» Record set
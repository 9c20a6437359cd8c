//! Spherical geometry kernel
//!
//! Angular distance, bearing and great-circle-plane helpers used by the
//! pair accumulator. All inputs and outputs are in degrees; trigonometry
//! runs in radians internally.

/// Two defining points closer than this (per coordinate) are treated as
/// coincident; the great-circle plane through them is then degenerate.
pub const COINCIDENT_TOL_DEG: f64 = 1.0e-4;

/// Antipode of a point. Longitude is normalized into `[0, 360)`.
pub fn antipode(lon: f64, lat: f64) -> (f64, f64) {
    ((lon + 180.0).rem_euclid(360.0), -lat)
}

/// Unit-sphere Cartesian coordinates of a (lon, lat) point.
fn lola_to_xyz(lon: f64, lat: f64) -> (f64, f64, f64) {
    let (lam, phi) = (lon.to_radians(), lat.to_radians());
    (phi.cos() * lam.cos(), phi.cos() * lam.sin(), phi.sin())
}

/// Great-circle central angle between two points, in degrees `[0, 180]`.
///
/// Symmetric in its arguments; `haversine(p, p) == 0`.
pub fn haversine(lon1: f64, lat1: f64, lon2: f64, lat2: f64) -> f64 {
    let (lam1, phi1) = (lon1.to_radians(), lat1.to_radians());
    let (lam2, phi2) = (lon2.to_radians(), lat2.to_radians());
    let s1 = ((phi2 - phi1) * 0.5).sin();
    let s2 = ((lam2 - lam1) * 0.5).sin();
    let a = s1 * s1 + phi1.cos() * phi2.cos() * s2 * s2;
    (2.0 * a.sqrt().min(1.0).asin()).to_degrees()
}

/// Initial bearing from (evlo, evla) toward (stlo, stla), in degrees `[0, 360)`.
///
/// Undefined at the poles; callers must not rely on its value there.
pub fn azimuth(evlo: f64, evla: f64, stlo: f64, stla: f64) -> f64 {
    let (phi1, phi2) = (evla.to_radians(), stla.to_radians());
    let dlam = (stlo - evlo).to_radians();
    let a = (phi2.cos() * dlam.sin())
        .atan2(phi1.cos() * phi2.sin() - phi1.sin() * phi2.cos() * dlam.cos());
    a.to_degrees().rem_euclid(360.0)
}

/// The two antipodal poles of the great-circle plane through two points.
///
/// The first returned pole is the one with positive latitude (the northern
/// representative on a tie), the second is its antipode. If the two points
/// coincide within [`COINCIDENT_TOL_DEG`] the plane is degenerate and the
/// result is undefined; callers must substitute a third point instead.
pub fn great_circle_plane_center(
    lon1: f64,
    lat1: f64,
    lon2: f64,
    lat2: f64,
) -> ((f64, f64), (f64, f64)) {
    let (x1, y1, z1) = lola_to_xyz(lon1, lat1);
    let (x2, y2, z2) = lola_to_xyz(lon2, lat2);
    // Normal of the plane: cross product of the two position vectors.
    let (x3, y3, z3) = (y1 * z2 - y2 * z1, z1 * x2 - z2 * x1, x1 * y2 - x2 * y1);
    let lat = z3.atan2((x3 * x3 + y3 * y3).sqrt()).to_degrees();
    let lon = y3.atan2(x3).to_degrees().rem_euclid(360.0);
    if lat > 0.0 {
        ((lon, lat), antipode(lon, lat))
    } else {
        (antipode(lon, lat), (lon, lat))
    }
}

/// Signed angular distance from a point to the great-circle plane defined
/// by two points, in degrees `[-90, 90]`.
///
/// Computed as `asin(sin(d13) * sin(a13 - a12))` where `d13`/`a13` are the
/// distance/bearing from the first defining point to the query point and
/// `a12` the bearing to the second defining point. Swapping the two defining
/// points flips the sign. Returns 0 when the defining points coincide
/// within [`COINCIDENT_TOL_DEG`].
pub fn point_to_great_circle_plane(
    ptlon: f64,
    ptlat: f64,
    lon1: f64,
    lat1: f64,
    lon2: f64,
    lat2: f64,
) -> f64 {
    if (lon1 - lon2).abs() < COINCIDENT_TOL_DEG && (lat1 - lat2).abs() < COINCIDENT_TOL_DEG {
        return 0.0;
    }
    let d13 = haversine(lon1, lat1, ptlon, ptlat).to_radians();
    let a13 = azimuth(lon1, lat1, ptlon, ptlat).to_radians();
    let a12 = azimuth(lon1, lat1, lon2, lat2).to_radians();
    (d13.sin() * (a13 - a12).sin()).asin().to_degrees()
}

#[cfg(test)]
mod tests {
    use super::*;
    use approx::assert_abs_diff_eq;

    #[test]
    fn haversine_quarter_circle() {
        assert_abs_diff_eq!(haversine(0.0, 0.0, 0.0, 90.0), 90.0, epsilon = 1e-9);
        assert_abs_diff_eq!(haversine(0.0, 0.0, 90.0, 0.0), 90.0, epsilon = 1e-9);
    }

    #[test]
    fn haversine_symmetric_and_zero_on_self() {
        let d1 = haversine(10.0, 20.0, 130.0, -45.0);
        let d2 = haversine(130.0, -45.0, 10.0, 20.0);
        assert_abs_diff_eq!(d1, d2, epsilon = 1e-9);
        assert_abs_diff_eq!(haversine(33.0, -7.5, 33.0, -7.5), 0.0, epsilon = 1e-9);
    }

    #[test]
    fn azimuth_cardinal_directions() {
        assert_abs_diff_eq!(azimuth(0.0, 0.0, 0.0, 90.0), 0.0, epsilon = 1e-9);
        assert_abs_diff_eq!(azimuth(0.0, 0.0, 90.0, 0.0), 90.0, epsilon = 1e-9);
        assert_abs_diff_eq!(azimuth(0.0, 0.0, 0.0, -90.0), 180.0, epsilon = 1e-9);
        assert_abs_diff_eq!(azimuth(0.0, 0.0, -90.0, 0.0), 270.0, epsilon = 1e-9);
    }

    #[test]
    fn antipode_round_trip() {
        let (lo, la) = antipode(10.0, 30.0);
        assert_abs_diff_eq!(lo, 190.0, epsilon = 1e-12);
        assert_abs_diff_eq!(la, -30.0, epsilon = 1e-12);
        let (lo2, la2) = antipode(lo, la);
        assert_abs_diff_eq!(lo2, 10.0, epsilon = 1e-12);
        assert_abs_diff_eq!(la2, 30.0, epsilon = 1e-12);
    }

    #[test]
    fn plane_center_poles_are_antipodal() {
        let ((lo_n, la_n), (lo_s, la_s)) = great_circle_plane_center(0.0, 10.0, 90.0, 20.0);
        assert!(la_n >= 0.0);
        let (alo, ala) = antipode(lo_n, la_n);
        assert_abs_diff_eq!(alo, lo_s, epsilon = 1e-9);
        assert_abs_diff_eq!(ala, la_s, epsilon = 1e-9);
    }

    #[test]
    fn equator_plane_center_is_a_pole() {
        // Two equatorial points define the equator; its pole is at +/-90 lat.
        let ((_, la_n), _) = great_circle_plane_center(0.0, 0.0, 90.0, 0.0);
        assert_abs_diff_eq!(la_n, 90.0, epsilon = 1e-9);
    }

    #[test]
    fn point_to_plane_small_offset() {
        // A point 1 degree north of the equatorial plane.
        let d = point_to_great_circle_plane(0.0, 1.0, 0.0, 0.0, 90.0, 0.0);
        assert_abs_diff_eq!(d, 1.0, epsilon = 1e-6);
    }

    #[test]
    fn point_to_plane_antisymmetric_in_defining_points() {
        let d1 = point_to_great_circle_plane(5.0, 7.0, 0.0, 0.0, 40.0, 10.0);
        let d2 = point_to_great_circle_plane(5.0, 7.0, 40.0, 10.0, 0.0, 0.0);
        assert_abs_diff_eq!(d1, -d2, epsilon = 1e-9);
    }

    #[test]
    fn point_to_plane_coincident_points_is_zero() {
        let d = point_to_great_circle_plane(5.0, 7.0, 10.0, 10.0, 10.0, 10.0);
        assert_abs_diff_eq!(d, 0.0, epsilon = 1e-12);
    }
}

» Task prompt
Copy all lines from the data that hold the word "sqrt".

» Reply to the task
    (2.0 * a.sqrt().min(1.0).asin()).to_degrees()
    let lat = z3.atan2((x3 * x3 + y3 * y3).sqrt()).to_degrees();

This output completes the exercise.